La cerrazón antiliberal se revela también en la acumulación en circuitos restringidos de trabajos, beneficios y sinecuras. Como no existen posibilidades reales de competir para una gran parte de la población, se produce la perversión del efecto Mateo, según el cual se da más y más al que ya tiene mucho, y se quita al que tiene poco.



Llama la atención de los extranjeros visitantes que en Chile para distintos asuntos se citen siempre los mismos nombres, y que hay personas que circulan por cinco, seis y hasta siete oficinas propias, amén de la situación de algunos envidiables individuos que son miembros de media docena de jugosos directorios.



Todo esto sería perfectamente legítimo en una comunidad abierta y limpiamente competitiva. Pero aquí no hay nada más lejano a esta situación. Se reproduce deliberadamente, a través de mecanismos cenaculares y nepotistas, una sociedad cada vez más fragmentada en la que el poder económico, político y de opinión se va concentrando y blindando. En los hechos esto significa un abandono de los esenciales valores liberales de la meritocracia y la movilización social.



Por eso creo que el liberalismo hoy en día nos tiene que defender de una nueva estamentalización que está impidiendo que las personas y grupos que no pertenecen a los circuitos del poder liberen sus energías y exploten sus capacidades. El liberalismo, en su versión siglo 21, otra vez tiene que apostar por una utopía de igualdad ante la ley de modo mucho más concreto e instrumental y con una negación más radical de las exclusiones y de las discriminaciones.

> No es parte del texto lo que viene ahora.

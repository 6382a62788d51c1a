//! Property-based tests for the rewrite engine.

use proptest::prelude::*;
use record_patcher::{apply_rule, builtin_rules, rewrite_source};

proptest! {
    /// Text that cannot contain either idiom comes back byte-for-byte
    /// unchanged with zero counts. The alphabet deliberately excludes the
    /// punctuation every pattern requires.
    #[test]
    fn idiom_free_text_is_returned_unchanged(text in "[A-Za-z0-9_ \n]{0,200}") {
        for rule in builtin_rules() {
            let result = apply_rule(&text, rule.as_ref()).unwrap();
            prop_assert_eq!(&result.text, &text);
            prop_assert_eq!(result.rewritten, 0);
            prop_assert_eq!(result.skipped, 0);
        }
    }

    /// The collection-reconstruction rewrite is idempotent for any pair of
    /// mapping/key identifiers.
    #[test]
    fn fetch_rewrite_is_idempotent(
        data in "[a-z][a-z0-9]{2,7}",
        key in "[a-z][a-z0-9]{2,7}",
    ) {
        prop_assume!(data != key);
        let source = format!(
            "return Object.keys({data}).map({key} => ({{\n        id: {key},\n        ...{data}[{key}]\n      }}));\n"
        );

        let rules = builtin_rules();
        let (once, first) = rewrite_source(&source, &rules).unwrap();
        prop_assert_eq!(first[0].rewritten, 1);

        let (twice, second) = rewrite_source(&once, &rules).unwrap();
        prop_assert_eq!(&twice, &once);
        for pass in second {
            prop_assert_eq!(pass.rewritten, 0);
        }
    }

    /// The full-object-write rewrite is idempotent and always references the
    /// generated function's own parameter name.
    #[test]
    fn update_rewrite_is_idempotent_and_capture_faithful(
        entity in "[A-Z][a-z]{2,8}",
        param in "[a-z]{3,8}",
    ) {
        let source = format!(
            "export async function update{entity}({param}: {entity}): Promise<{entity} | null> {{\n  \
             try {{\n    \
             const {{ id, ...updates }} = {param};\n    \
             const {param}Ref = ref(database, `items/${{id}}`);\n    \
             await update({param}Ref, updates);\n    \
             return {param};\n  \
             }} catch (error) {{\n    \
             return null;\n  \
             }}\n}}\n"
        );

        let rules = builtin_rules();
        let (once, first) = rewrite_source(&source, &rules).unwrap();
        prop_assert_eq!(first[1].rewritten, 1);
        let expected_set = format!("await set({param}Ref, {param});");
        let expected_path = format!("`items/${{{param}.id}}`");
        prop_assert!(once.contains(&expected_set));
        prop_assert!(once.contains(&expected_path));

        let (twice, second) = rewrite_source(&once, &rules).unwrap();
        prop_assert_eq!(&twice, &once);
        for pass in second {
            prop_assert_eq!(pass.rewritten, 0);
        }
    }
}
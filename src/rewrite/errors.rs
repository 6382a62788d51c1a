use thiserror::Error;

#[derive(Error, Debug)]
pub enum RewriteError {
    #[error("invalid idiom pattern: {message}")]
    InvalidPattern { message: String },

    #[error("replacement span [{byte_start}, {byte_end}) out of bounds for text of length {len}")]
    SpanOutOfBounds {
        byte_start: usize,
        byte_end: usize,
        len: usize,
    },

    #[error("replacement span starting at byte {byte_start} overlaps a prior replacement")]
    OverlappingSpans { byte_start: usize },

    #[error("text at [{byte_start}, {byte_end}) no longer matches the scanned occurrence")]
    StaleOccurrence { byte_start: usize, byte_end: usize },
}
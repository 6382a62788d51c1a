use crate::cache;
use crate::rewrite::errors::RewriteError;
use std::collections::HashMap;

/// One located instance of an idiom with its captured sub-values.
#[derive(Debug, Clone)]
pub struct Occurrence {
    /// Byte range of the entire match
    pub byte_start: usize,
    pub byte_end: usize,
    /// The matched text
    pub text: String,
    /// Captured substrings: capture name -> text. A capture that did not
    /// participate in the match has no entry.
    pub captures: HashMap<String, String>,
}

impl Occurrence {
    /// Look up a capture by name.
    pub fn capture(&self, name: &str) -> Option<&str> {
        self.captures.get(name).map(String::as_str)
    }
}

/// Scanner for one idiom pattern over source text.
///
/// Patterns are written in the `regex` crate's syntax with named capture
/// groups (`(?P<name>...)`). Matching is case-sensitive; patterns tolerate
/// runs of inter-token whitespace via `\s*`/`\s+`, never sub-clause
/// reordering. Compilation goes through the thread-local pattern cache, so a
/// matcher is cheap to construct per scan.
///
/// Scans are linear-time and the occurrence list is always non-overlapping
/// and ordered left-to-right by start offset.
pub struct IdiomMatcher {
    pattern: String,
}

impl IdiomMatcher {
    /// Create a matcher for the given pattern. The pattern is compiled
    /// lazily on first scan.
    pub fn new(pattern: impl Into<String>) -> Self {
        Self {
            pattern: pattern.into(),
        }
    }

    /// Find all occurrences, left-to-right.
    pub fn find_all(&self, source: &str) -> Result<Vec<Occurrence>, RewriteError> {
        let re = cache::get_or_compile(&self.pattern)?;
        let names: Vec<&str> = re.capture_names().flatten().collect();

        let mut results = Vec::new();
        for caps in re.captures_iter(source) {
            let whole = caps.get(0).expect("group 0 spans the whole match");

            let mut captures = HashMap::new();
            for name in &names {
                if let Some(m) = caps.name(name) {
                    captures.insert((*name).to_string(), m.as_str().to_string());
                }
            }

            results.push(Occurrence {
                byte_start: whole.start(),
                byte_end: whole.end(),
                text: whole.as_str().to_string(),
                captures,
            });
        }

        Ok(results)
    }

    /// Check whether the pattern has any occurrence at all.
    pub fn has_match(&self, source: &str) -> Result<bool, RewriteError> {
        let re = cache::get_or_compile(&self.pattern)?;
        Ok(re.is_match(source))
    }

    /// The pattern text this matcher scans for.
    pub fn pattern(&self) -> &str {
        &self.pattern
    }
}
use crate::rewrite::{IdiomMatcher, Occurrence, RewriteError};
use crate::rules::RewriteRule;

/// The collection-reconstruction idiom emitted by the generator:
///
/// ```text
/// return Object.keys(data).map(key => ({
///   id: key,
///   ...data[key]
/// }));
/// ```
///
/// Every item's `id` field is overwritten with the storage key it happens to
/// be filed under, clobbering any explicit id stored on the record itself.
const RECONSTRUCTION_IDIOM: &str = r"return\s+Object\.keys\(\s*(?P<data>\w+)\s*\)\s*\.map\(\s*\(?\s*(?P<key>\w+)\s*\)?\s*=>\s*\(\s*\{\s*(?P<field>\w+)\s*:\s*(?P<value>\w+)\s*,\s*\.\.\.\s*(?P<spread>\w+)\[\s*(?P<index>\w+)\s*\]\s*,?\s*\}\s*\)\s*\)\s*;";

/// Rewrites keyed-collection rebuilds so a stored `id` field wins over the
/// storage key. The synthesized code keeps an item untouched when it already
/// carries a truthy `id`, and falls back to the iteration key otherwise —
/// the key becomes a fallback instead of an unconditional overwrite.
pub struct PreserveStoredId;

impl RewriteRule for PreserveStoredId {
    fn name(&self) -> &'static str {
        "preserve-stored-id"
    }

    fn description(&self) -> &'static str {
        "keep a stored id field instead of overwriting it with the storage key"
    }

    fn scan(&self, source: &str) -> Result<Vec<Occurrence>, RewriteError> {
        IdiomMatcher::new(RECONSTRUCTION_IDIOM).find_all(source)
    }

    fn replacement(&self, occ: &Occurrence) -> Option<String> {
        let data = occ.capture("data")?;
        let key = occ.capture("key")?;

        // The text matcher cannot express backreferences, so the idiom's
        // equality constraints are enforced here: the overwritten field must
        // be `id`, its value must be the iteration key verbatim, and the
        // spread must pull the value for that key out of the same mapping.
        if occ.capture("field")? != "id" {
            return None;
        }
        if occ.capture("value")? != key {
            return None;
        }
        if occ.capture("spread")? != data {
            return None;
        }
        if occ.capture("index")? != key {
            return None;
        }

        Some(format!(
            "return Object.keys({data}).map({key} => {{\n        \
             const item = {data}[{key}];\n        \
             // Preserve the original 'id' field if it exists, otherwise fall back to the storage key\n        \
             return item.id ? item : {{ id: {key}, ...item }};\n      \
             }});"
        ))
    }
}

Sé que lo que he escrito no tiene mucho que ver, quizá, con los planteamientos de este nuevo-viejo grupo o movimiento que se ha exhibido en los medios de comunicación en estas últimas semanas, pero que ya venía dando señales desde hacía tiempo. Se trata de un núcleo que muestra una gran irrelevancia política y que habla del liberalismo desde los lugares social y políticamente privilegiados de siempre.



No hay ninguna nueva mirada sobre la sociedad chilena, ni ninguna lectura que signifique una elaboración concreta para el futuro. Se trata de un diálogo superestructural con la clase política, y en algunos casos, de operaciones políticas con legítimo, pero limitado, alcance individualista.